Using the USDA Hardiness Zone Map

I have written an article same time last year describing the effects that freezing temperature has on vegetation, and recent freeze events prompts me to bring up a common tool we use to choose our landscape plants that is related to annual low temperature: United States Department of Agriculture Plant Hardiness Zone Map.

I often have clients refer to the USDA Plant Hardiness Zone Map when thinking of purchasing garden plants. The department developed the map to define the mean minimum temperatures for areas within the continental and island United States, which in turn provides a supplemental resource to help consumers choose appropriate landscape plants for their region. The map is taken from data collected over a 30-year period from participating horticultural, botanical and climatological experts, beginning in 1976 and ending in 2005 for its revised publication in 2012. Data collected to construct the most recent maps uses Geographic Information System (GIS) resources, providing more accurate results for ongoing research. You can view the map online:

Keep in mind that the map should be used as a guide and not as an absolute authority; landscaping choices should be made using the map as well as site-specific conditions and additional research supported information. There are many factors at localized sites that can modify ambient temperature and plant reaction, such as relative humidity, drought, wind protection from buildings and modifying soil temperature fluctuations via mulching. The irony of the map is it provides lower temperature averages rather than information about mean maximum (i.e. heat-related) temperatures. The beauty of the map is that it is easy to understand, and offers the public awareness of localized weather events. The majority of Brazoria County lies in zone 9a of the map, average minimum temps between 20-degrees and 25-degrees; coastal areas such as Freeport lie in zone 9b of the map.

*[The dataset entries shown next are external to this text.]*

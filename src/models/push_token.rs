use chrono::{DateTime, Utc};
use serde::{Deserialize, Serialize};
use sqlx::FromRow;

/// A registered push recipient. The token value is its own key, so
/// re-registration is an upsert that only refreshes `updated_at`.
#[derive(Debug, Clone, Serialize, Deserialize, FromRow)]
pub struct PushToken {
    pub token: String,
    pub updated_at: DateTime<Utc>,
}
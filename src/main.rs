use tokio::net::TcpListener;
use tracing::{error, info};
use tripdesk::config::AppConfig;
use tripdesk::db::init_pool;
use tripdesk::error::AppError;
use tripdesk::routes::create_router;
use tripdesk::state::AppState;

#[tokio::main]
async fn main() -> Result<(), AppError> {
    dotenvy::dotenv().ok();
    init_logging();

    let config = AppConfig::from_env()?;
    let db = init_pool(&config.database_url).await?;

    if let Err(err) = sqlx::migrate!("./migrations").run(&db).await {
        error!("migration failed: {err:?}");
        return Err(AppError::Other(err.into()));
    }

    let state = AppState::new(config.clone(), db.clone());

    // Warm the controller cache before serving.
    state.controller.lock().await.reload().await;

    let app = create_router(state.clone());

    let listener = TcpListener::bind(config.listen_addr).await?;
    info!("listening on {}", listener.local_addr()?);
    axum::serve(listener, app.into_make_service()).await?;

    Ok(())
}

fn init_logging() {
    use tracing_subscriber::{layer::SubscriberExt, util::SubscriberInitExt};

    let fmt_layer = tracing_subscriber::fmt::layer().with_target(false);
    let filter_layer = tracing_subscriber::EnvFilter::try_from_default_env()
        .unwrap_or_else(|_| "info,tripdesk=debug".into());

    tracing_subscriber::registry()
        .with(filter_layer)
        .with(fmt_layer)
        .init();
}
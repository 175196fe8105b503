use axum::{
    http::StatusCode,
    response::{IntoResponse, Response},
};
use thiserror::Error;

#[derive(Debug, Error)]
pub enum AppError {
    #[error("config error: {0}")]
    Config(String),
    #[error(transparent)]
    Io(#[from] std::io::Error),
    /// The record backend rejected or could not complete a read/write.
    #[error(transparent)]
    Store(#[from] sqlx::Error),
    /// The object backend rejected an upload or removal.
    #[error("storage error: {0}")]
    Storage(String),
    #[error(transparent)]
    Other(#[from] anyhow::Error),
    #[error("bad request: {0}")]
    BadRequest(String),
    #[error("not found")]
    NotFound,
}

impl IntoResponse for AppError {
    fn into_response(self) -> Response {
        let status = match self {
            AppError::Config(_)
            | AppError::Io(_)
            | AppError::Store(_)
            | AppError::Storage(_)
            | AppError::Other(_) => StatusCode::INTERNAL_SERVER_ERROR,
            AppError::BadRequest(_) => StatusCode::BAD_REQUEST,
            AppError::NotFound => StatusCode::NOT_FOUND,
        };

        (status, self.to_string()).into_response()
    }
}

We already had hard freezes within the surrounding counties this past month, with a few more anticipated by end of winter. That means we need to remember the 4 P’s of winterization: pipes, pets, plants and people. A simple and effective way to protect tender plants from freezing events is to trap ambient heat by covering our plants. Make sure to use a cloth covering either alone or as a barrier between an outer layer of plastic. Plastic alone does not insulate the plants, can trap moisture on the leaves which in turn may freeze plant tissue. Drape the covering down to the soil and secure it with landscaping bricks, rocks or boards to help hold in the warmer air. If you have enough time to prepare, you might also try building hoop tunnels covered with landscape fabric; arches constructed with PVC pipe set 3 feet apart along the length of your garden bed and covered with row cover. You can also use tomato cages as a framework when covering for small stature plants. Be ready to pull back row covers during the day to allow for soil warming by the sun. Some of our cold snaps occur on crystal-clear nights with high winds. Make sure to water your garden well in advance of any freeze. Moist soil provides added insulation for the plants and helps keep plants hydrated through drying winds. Water only when temperatures rise above 45-degrees or higher the day before a freeze.

Landscape care tips to remember for the rest of winter: irrigate landscape plants once or twice a month in cold weather and as applicable, turn off your irrigation controller when expecting a freeze, and remember to hold off pruning any of your plants until mid-February (we often say “wait until Valentine’s Day.) We are trying to prevent initiating new tender growth from maintenance pruning until the last anticipated frost date for our area. Last frost date for Angleton and surrounding areas is estimated annually in early February.